Four examples showing the 3D distribution of the amino acids within three different FG-binding motifs for ATP. Amino acids involved in different functional group FG-binding motifs are marked in different colors: triphosphate-motif (red), adenine-motif (green), and ribose-motif (blue) are circled together with the corresponding functional group using dash lines in the same color. FG, functional group.

Supplementary figure 2

Effect of metal ions in global ligand-binding profile. A. An example of ATP-binding sites composed of only motif for triphosphate group and two Mg ions.
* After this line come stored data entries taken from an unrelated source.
//! Screen-space layout derived from the viewport and board size
//!
//! Positions here are a cache for whoever draws the board; nothing in the
//! engine depends on them except pointer hit testing.

use glam::Vec2;

use crate::board::BoardType;
use crate::consts::*;

#[derive(Debug, Clone, Copy, PartialEq)]
pub struct Layout {
    pub width: f32,
    pub height: f32,
    pub board_size: usize,
}

impl Layout {
    pub fn new(width: f32, height: f32, board_size: usize) -> Self {
        Self {
            width,
            height,
            board_size: board_size.max(1),
        }
    }

    /// Distance between neighbouring cell centers (the board is sized to the viewport height)
    #[inline]
    pub fn pitch(&self) -> f32 {
        self.height / self.board_size as f32
    }

    /// Drawn radius of an emitter node; also its click radius
    #[inline]
    pub fn node_radius(&self) -> f32 {
        NODE_RADIUS_FACTOR * self.pitch()
    }

    pub fn cell_center(&self, col: usize, row: usize) -> Vec2 {
        let pitch = self.pitch();
        Vec2::new((col as f32 + 0.5) * pitch, (row as f32 + 0.5) * pitch)
    }

    /// Center of the menu button for `board_type`
    pub fn mode_button_center(&self, board_type: BoardType) -> Vec2 {
        let r = self.node_radius();
        let x_start = (self.width - (4.0 * r + 3.0 * MODE_BUTTON_GAP)) / 2.0;
        let i = f32::from(board_type.index());
        Vec2::new(
            x_start + (r + MODE_BUTTON_GAP) * i + r / 2.0,
            self.height - MODE_BUTTON_BOTTOM_OFFSET,
        )
    }

    /// Menu button under `point`, if any
    pub fn mode_button_at(&self, point: Vec2) -> Option<BoardType> {
        BoardType::ALL
            .into_iter()
            .find(|&ty| point.distance(self.mode_button_center(ty)) <= MODE_BUTTON_SIZE / 2.0)
    }

    /// Back control as `(min, max)` corners
    pub fn back_button(&self) -> (Vec2, Vec2) {
        let (x, y, w, h) = BACK_BUTTON_RECT;
        (Vec2::new(x, y), Vec2::new(x + w, y + h))
    }

    pub fn back_button_hit(&self, point: Vec2) -> bool {
        let (min, max) = self.back_button();
        point.cmpge(min).all() && point.cmple(max).all()
    }

    /// Whether `point` lies on the node drawn for `(col, row)`
    pub fn node_hit(&self, col: usize, row: usize, point: Vec2) -> bool {
        point.distance(self.cell_center(col, row)) <= self.node_radius()
    }
}

impl Default for Layout {
    fn default() -> Self {
        Self::new(DEFAULT_WINDOW_WIDTH, DEFAULT_WINDOW_HEIGHT, DEFAULT_BOARD_SIZE)
    }
}

#[cfg(test)]
mod tests {
    use super::*;

    #[test]
    fn test_default_geometry() {
        let layout = Layout::default();
        assert_eq!(layout.pitch(), 80.0);
        assert_eq!(layout.node_radius(), 36.0);
        assert_eq!(layout.cell_center(0, 0), Vec2::new(40.0, 40.0));
        assert_eq!(layout.cell_center(9, 4), Vec2::new(760.0, 360.0));
    }

    #[test]
    fn test_mode_buttons_are_spread_along_bottom() {
        let layout = Layout::default();
        // r = 36: x_start = (800 - 384) / 2 = 208, step = 116
        let first = layout.mode_button_center(BoardType::Blocks);
        let last = layout.mode_button_center(BoardType::Prisms);
        assert_eq!(first, Vec2::new(226.0, 600.0));
        assert_eq!(last, Vec2::new(574.0, 600.0));

        assert_eq!(layout.mode_button_at(first), Some(BoardType::Blocks));
        assert_eq!(
            layout.mode_button_at(first + Vec2::new(116.0, 10.0)),
            Some(BoardType::SplitMirrors)
        );
        assert_eq!(layout.mode_button_at(Vec2::new(400.0, 100.0)), None);
    }

    #[test]
    fn test_back_button_rect() {
        let layout = Layout::default();
        assert!(layout.back_button_hit(Vec2::new(100.0, 680.0)));
        assert!(layout.back_button_hit(Vec2::new(150.0, 690.0)));
        assert!(!layout.back_button_hit(Vec2::new(201.0, 690.0)));
        assert!(!layout.back_button_hit(Vec2::new(150.0, 679.0)));
    }

    #[test]
    fn test_node_hit_uses_radius() {
        let layout = Layout::default();
        assert!(layout.node_hit(0, 3, Vec2::new(40.0, 280.0 + 35.0)));
        assert!(!layout.node_hit(0, 3, Vec2::new(40.0, 280.0 + 37.0)));
    }
}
B. The 2D protein–ligand interaction map showing how metal ions affect the global interaction patterns between functional atoms and ATP. The figure is generated with LigPlot software.

Supplementary figure 3

FG-binding motifs for ligands share same functional group with ATP. 2D structures and corresponding heatmaps showing the FG-binding motifs identified using AFTME for adenine and ribose in (A) ADP and (B) AMP, triphosphate group in (C) GTP and (D) UTP. The functional group(s) shared with ATP in each ligand are marked with dashed rectangles. FG, functional group.

Supplementary figure 4

Significance of conservation scores among multi-ligand FGs. Bar plots showing the significance of conservation scores of FGs appeared in multiple ligands in the dataset, the specific P values are displayed in Table 1. FGs, functional groups.

Supplementary figure 5

Elbow plot finding the optimal number of clustering. The plot showing the number of clusters selected in k-means clustering and the corresponding sum of squared distances. An optimal number of 4 was determined at the “elbow” of the plot.

Supplementary figure 6

Examples of hydrophobic-hydrophilic binding modes. 2D protein–ligand interaction maps for four different ligands contains a hydrophobic and a polar FG, which interact with hydrophobic and hydrophilic motifs respectively. The figures are generated with LigPlot software. FG, functional group.

Supplementary figure 7

Interaction patterns for different ligand binding modes. Examples of 2D protein–ligand interaction maps for different ligands involved in (A) same-type-binding mode, (B) two-type-binding mode, and (C) three-type-binding mode. The figures are generated with LigPlot software.